早上葛覃跟圓圓送飯與送湯藥,就見昨個還要提劍砍他們的人,清明着眸子正在跟白兄你儂我儂。
一看便知他是完全清醒過來了。
那些跟圓圓在戰場給北泠醫治的歲月,經歷他的暴起,簡直如同家常便飯,對於事過就過去誰也不會再提的應付之法,大家都深有心得。
就是葛覃這人平時總是在找死的路上百折不撓,總是很沒眼力見的嘴欠:“北泠,你還記得你昨個是怎樣一個模樣嗎?”
北泠看她一眼:“什麼模樣?”
葛覃感嘆回味的正上頭,絲毫沒注意到清冷眸子已危險眯起,也沒察覺朝她狂使眼色的圓圓。

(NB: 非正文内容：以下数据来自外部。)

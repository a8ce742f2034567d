//! SmCube serial colorimeter with a reflective head.
//!
//! Commands and replies are framed `STX … ETX`. Every reply starts with `A`
//! (ack) or `N` plus a two-digit error code (nak).
//!
//! | Command | Reply body | Purpose |
//! |---|---|---|
//! | `ID` | `SMCUBE 1.3` | model and firmware |
//! | `SN` | serial | |
//! | `TS` | tile serial | serial of the white tile in the cradle |
//! | `MX` | nine comma-separated values | factory matrix |
//! | `MDE` / `MDA` / `MDR` | empty | emissive / ambient / reflective |
//! | `ST` | `0` or `1` | trigger switch pressed since last query |
//! | `MS` | `c0,c1,c2,it_us,range` | measure; `N21`/`N22` on overload |
//! | `CD` | `c0,c1,c2,it_us` | dark counts |
//! | `CW` | `c0,c1,c2,it_us` | white tile counts |
//!
//! The device has a trigger button. A background poller queries `ST` and
//! counts presses. A press made after a placement was requested confirms that
//! placement once; earlier presses confirm nothing.

use super::{matrix_rows, parse_floats, DriverContext};
use crate::probe::{ProbeCommand, Signature};
use crate::transport::{AsciiCodec, LinkKind, StatusStyle, Transport};
use async_trait::async_trait;
use colorcal_core::calibration::{
    BlackLevel, CalibrationCondition, CalibrationPolicy, CalibrationRequirement, CalibrationStep,
    CalibrationType, CalibrationUpdate, WhiteReference,
};
use colorcal_core::capabilities::{verify_operations, CapabilityBits, Mode, Operation};
use colorcal_core::data::{
    ConversionProfile, DeviceIdentity, InstrumentType, RangeDirection, RangeOverflow, RawOutcome,
    RawSample,
};
use colorcal_core::driver::{default_requirement, InstrumentDriver, StatusPoll, SwitchState};
use colorcal_core::error::{ColorError, ColorResult};
use std::sync::atomic::{AtomicU64, Ordering};
use std::sync::Arc;
use std::time::Duration;

/// Wire codec.
pub const CODEC: AsciiCodec = AsciiCodec::stx_etx(StatusStyle::AckNak);

/// Probe fingerprint.
pub const SIGNATURE: Signature = Signature {
    kind: InstrumentType::SmCube,
    link: LinkKind::Serial,
    command: ProbeCommand::Ascii {
        codec: CODEC,
        command: "ID",
    },
    expected_prefix: b"\x02ASMCUBE",
    min_len: 10,
    usb_ids: &[],
};

/// Supported features.
pub const CAPABILITIES: CapabilityBits = CapabilityBits::EMISSIVE
    .union(CapabilityBits::AMBIENT)
    .union(CapabilityBits::REFLECTIVE)
    .union(CapabilityBits::CALIBRATION)
    .union(CapabilityBits::TRIGGER_SWITCH)
    .union(CapabilityBits::SERIAL_NUMBER);

/// Implemented operations.
pub const OPERATIONS: &[Operation] = &[
    Operation::Identify,
    Operation::SetMode,
    Operation::Calibrate,
    Operation::ReadRaw,
    Operation::PollSwitch,
];

const GAINS: [f64; 2] = [1.0, 10.0];
const ERR_TOO_BRIGHT: u16 = 21;
const ERR_TOO_DARK: u16 = 22;
const WHITE_VALIDITY: Duration = Duration::from_secs(8 * 60 * 60);

fn describe_error(code: u16) -> &'static str {
    match code {
        1 => "command not recognised",
        2 => "parameter out of range",
        10 => "lamp failure",
        ERR_TOO_BRIGHT => "overload",
        ERR_TOO_DARK => "underload",
        40 => "not calibrated",
        _ => "unknown error",
    }
}

fn parse_switch(body: &str) -> ColorResult<SwitchState> {
    match body.trim() {
        "0" => Ok(SwitchState::Idle),
        "1" => Ok(SwitchState::Pressed),
        other => Err(ColorError::Misread(format!("switch status '{other}'"))),
    }
}

/// Counts and integration time (µs) from a `CD`/`CW` reply.
fn parse_counts(body: &str, what: &str) -> ColorResult<(Vec<f64>, f64)> {
    let values = parse_floats(body, 4, what)?;
    Ok((values[..3].to_vec(), values[3] / 1e6))
}

/// Driver for the SmCube colorimeter.
#[derive(Debug)]
pub struct SmCube {
    ctx: DriverContext,
    profile: ConversionProfile,
    tile_serial: Option<String>,
    presses: Arc<AtomicU64>,
    /// Condition last requested and the press count when it was requested.
    armed: Option<(CalibrationCondition, u64)>,
}
async fn probe_usb(
    link: &mut dyn Link,
    settings: &ProbeSettings,
    abort: &AbortFlag,
    started: Instant,
) -> Result<InstrumentType, ProbeError> {
    let ids = link.usb_ids();
    let candidates: Vec<&Signature> = SIGNATURES
        .iter()
        .filter(|s| s.link == LinkKind::Usb)
        .filter(|s| ids.map_or(true, |ids| s.has_usb_ids(ids)))
        .collect();
    if candidates.is_empty() {
        let described = ids
            .map(|(vid, pid)| format!("usb {vid:04x}:{pid:04x}"))
            .unwrap_or_else(|| "usb device".to_string());
        return Err(ProbeError::UnknownModel(described));
    }

    let mut unmatched: Option<Vec<u8>> = None;
    for signature in &candidates {
        let timeout = attempt_window(settings, abort, started)?;
        match attempt(link, signature, timeout).await {
            Ok(reply) if signature.matches(&reply) => {
                tracing::info!(target: "colorcal::probe", family = %signature.kind, "USB instrument confirmed");
                return Ok(signature.kind);
            }
            Ok(reply) => unmatched = Some(reply),
            Err(e) => {
                tracing::debug!(target: "colorcal::probe", family = %signature.kind, error = %e, "USB identification failed");
            }
        }
    }
    match unmatched {
        Some(reply) => Err(ProbeError::UnknownModel(printable(&reply))),
        None => Err(ProbeError::NoResponse {
            elapsed_ms: elapsed_ms(started),
        }),
    }
}

/// Opens links for device paths.
#[async_trait]
pub trait LinkOpener: Send + Sync {
    /// Open `path`. Serial links start at the first configured baud rate.
    async fn open(
        &self,
        path: &DevicePath,
        settings: &SessionSettings,
    ) -> Result<Box<dyn Link>, ProbeError>;
}

/// Opens real serial ports and USB devices.
#[derive(Debug, Default, Clone, Copy)]
pub struct SystemOpener;

fn open_error(path: &DevicePath, reason: impl ToString) -> ProbeError {
    ProbeError::Open {
        path: path.to_string(),
        reason: reason.to_string(),
    }
}

#[async_trait]
impl LinkOpener for SystemOpener {
    async fn open(
        &self,
        path: &DevicePath,
        settings: &SessionSettings,
    ) -> Result<Box<dyn Link>, ProbeError> {
        match path {
            DevicePath::Serial(port) => {
                let resolved = resolve_port(port).map_err(|e| open_error(path, e))?;
                open_serial(path, &resolved, settings).await
            }
            DevicePath::Usb(ids) => open_usb(path, *ids).await,
        }
    }
}

#[cfg(feature = "serial")]
async fn open_serial(
    path: &DevicePath,
    resolved: &str,
    settings: &SessionSettings,
) -> Result<Box<dyn Link>, ProbeError> {
    let baud = settings
        .probe
        .baud_rates
        .first()
        .copied()
        .unwrap_or(crate::config::SUPPORTED_BAUD_RATES[0]);
    let link = crate::transport::serial::open_serial_link(
        resolved,
        baud,
        settings.transport.flow_control,
    )
    .await
    .map_err(|e| open_error(path, e))?;
    Ok(Box::new(link))
}

#[cfg(not(feature = "serial"))]
async fn open_serial(
    path: &DevicePath,
    _resolved: &str,
    _settings: &SessionSettings,
) -> Result<Box<dyn Link>, ProbeError> {
    Err(open_error(path, "built without the 'serial' feature"))
}

#[cfg(feature = "usb")]
async fn open_usb(path: &DevicePath, ids: Option<(u16, u16)>) -> Result<Box<dyn Link>, ProbeError> {
    use crate::transport::usb::{list_usb_ids, open_usb_link};

    let (vid, pid) = match ids {
        Some(ids) => ids,
        None => list_usb_ids()
            .map_err(|e| open_error(path, e))?
            .into_iter()
            .find(|ids| SIGNATURES.iter().any(|s| s.has_usb_ids(*ids)))
            .ok_or_else(|| open_error(path, "no supported USB instrument attached"))?,
    };
    let link = open_usb_link(vid, pid)
        .await
        .map_err(|e| open_error(path, e))?;
    Ok(Box::new(link))
}

#[cfg(not(feature = "usb"))]
async fn open_usb(path: &DevicePath, _ids: Option<(u16, u16)>) -> Result<Box<dyn Link>, ProbeError> {
    Err(open_error(path, "built without the 'usb' feature"))
}

/// Open `path` with `opener` and identify the family behind it.
pub async fn probe_and_open_link(
    opener: &dyn LinkOpener,
    path: &str,
    settings: &SessionSettings,
    abort: &AbortFlag,
) -> Result<(InstrumentType, Box<dyn Link>), ProbeError> {
    let device = DevicePath::parse(path).map_err(|e| ProbeError::Open {
        path: path.to_string(),
        reason: e.to_string(),
    })?;
    let mut link = opener.open(&device, settings).await?;
    tracing::debug!(target: "colorcal::probe", path = %device, link = %link.describe(), "Probing");
    let kind = probe_link(link.as_mut(), &settings.probe, abort).await?;
    Ok((kind, link))
}

/// Identify the instrument at `path`.
pub async fn probe(
    path: &str,
    settings: &SessionSettings,
    abort: &AbortFlag,
) -> Result<InstrumentType, ProbeError> {
    probe_and_open_link(&SystemOpener, path, settings, abort)
        .await
        .map(|(kind, _)| kind)
}

#[cfg(test)]
mod tests {
    use super::*;
    use crate::transport::mock::MockLink;

    fn fast_settings() -> ProbeSettings {
        ProbeSettings::default()
    }

    /// Answers `reply` to any write, only at `baud`.
    fn answering_at(baud: u32, reply: &'static [u8]) -> MockLink {
        MockLink::new(move |req| (req.baud == Some(baud)).then(|| reply.to_vec()))
            .with_baud(921_600)
    }

    #[tokio::test(start_paused = true)]
    async fn test_serial_families_found_at_any_baud() {
        let cases: [(&[u8], InstrumentType); 2] = [
            (b"KS-3 V2.04\r", InstrumentType::KiSensor),
            (b"\x02ASMCUBE 1.3\x03", InstrumentType::SmCube),
        ];
        for (reply, expected) in cases {
            for baud in [921_600, 38_400, 9_600] {
                let mut link = answering_at(baud, reply);
                let started = Instant::now();
                let found = probe_link(&mut link, &fast_settings(), &AbortFlag::new())
                    .await
                    .unwrap();
                assert_eq!(found, expected, "baud {baud}");
                assert!(started.elapsed() <= fast_settings().budget());
            }
        }
    }

    #[tokio::test(start_paused = true)]
    async fn test_near_misses_never_identify() {
        let near: [&[u8]; 5] = [
            b"KS3 V2.04\r",
            b"ks-3 V2.04\r",
            b"KS-\r",
            b"\x02ASMCUB\x03",
            b"\x02NSMCUBE 1.3\x03",
        ];
        for reply in near {
            let mut link = answering_at(115_200, reply);
            let result = probe_link(&mut link, &fast_settings(), &AbortFlag::new()).await;
            assert!(
                matches!(result, Err(ProbeError::UnknownModel(_))),
                "{reply:?} gave {result:?}"
            );
        }
    }

    #[tokio::test(start_paused = true)]
    async fn test_silent_link_runs_out_of_budget() {
        let mut link = MockLink::silent().with_baud(9600);
        let settings = ProbeSettings {
            budget_ms: 1000,
            ..ProbeSettings::default()
        };
        let started = Instant::now();
        let result = probe_link(&mut link, &settings, &AbortFlag::new()).await;
        assert!(matches!(result, Err(ProbeError::NoResponse { .. })));
        assert!(started.elapsed() < Duration::from_millis(1100));
    }

    #[tokio::test(start_paused = true)]
    async fn test_abort_stops_probe() {
        let abort = AbortFlag::new();
        abort.trigger();
        let mut link = answering_at(9600, b"KS-3 V2.04\r");
        let result = probe_link(&mut link, &fast_settings(), &abort).await;
        assert_eq!(result, Err(ProbeError::Aborted));
    }

    #[tokio::test(start_paused = true)]
    async fn test_usb_confirmed_by_binary_id() {
        let mut link = MockLink::new(spyder_x::tests::spyder_responder())
            .usb(spyder_x::VENDOR_ID, spyder_x::PRODUCT_ID);
        let found = probe_link(&mut link, &fast_settings(), &AbortFlag::new())
            .await
            .unwrap();
        assert_eq!(found, InstrumentType::SpyderX);

        let mut foreign = MockLink::silent().usb(0x1234, 0x5678);
        assert!(matches!(
            probe_link(&mut foreign, &fast_settings(), &AbortFlag::new()).await,
            Err(ProbeError::UnknownModel(_))
        ));
    }

    #[test]
    fn test_signatures_do_not_overlap() {
        for a in &SIGNATURES {
            for b in &SIGNATURES {
                if a.kind != b.kind && a.link == b.link && a.link == LinkKind::Serial {
                    assert!(!a.expected_prefix.starts_with(b.expected_prefix));
                }
            }
        }
    }
}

矯揉造作地捏着蘭花指,模仿人賣萌時的表情模仿的活靈活現,又無比欠揍——
“要抱抱~”
“要親親~”
“你要去哪裡?”
“你是不是要丟下我?”
模仿完一拍大腿,捂着肚子笑得腰彎成蝦子:“這叫什麼,這就叫一頭雄獅朝小喵喵發展的退化史,你真絕!哈哈哈…”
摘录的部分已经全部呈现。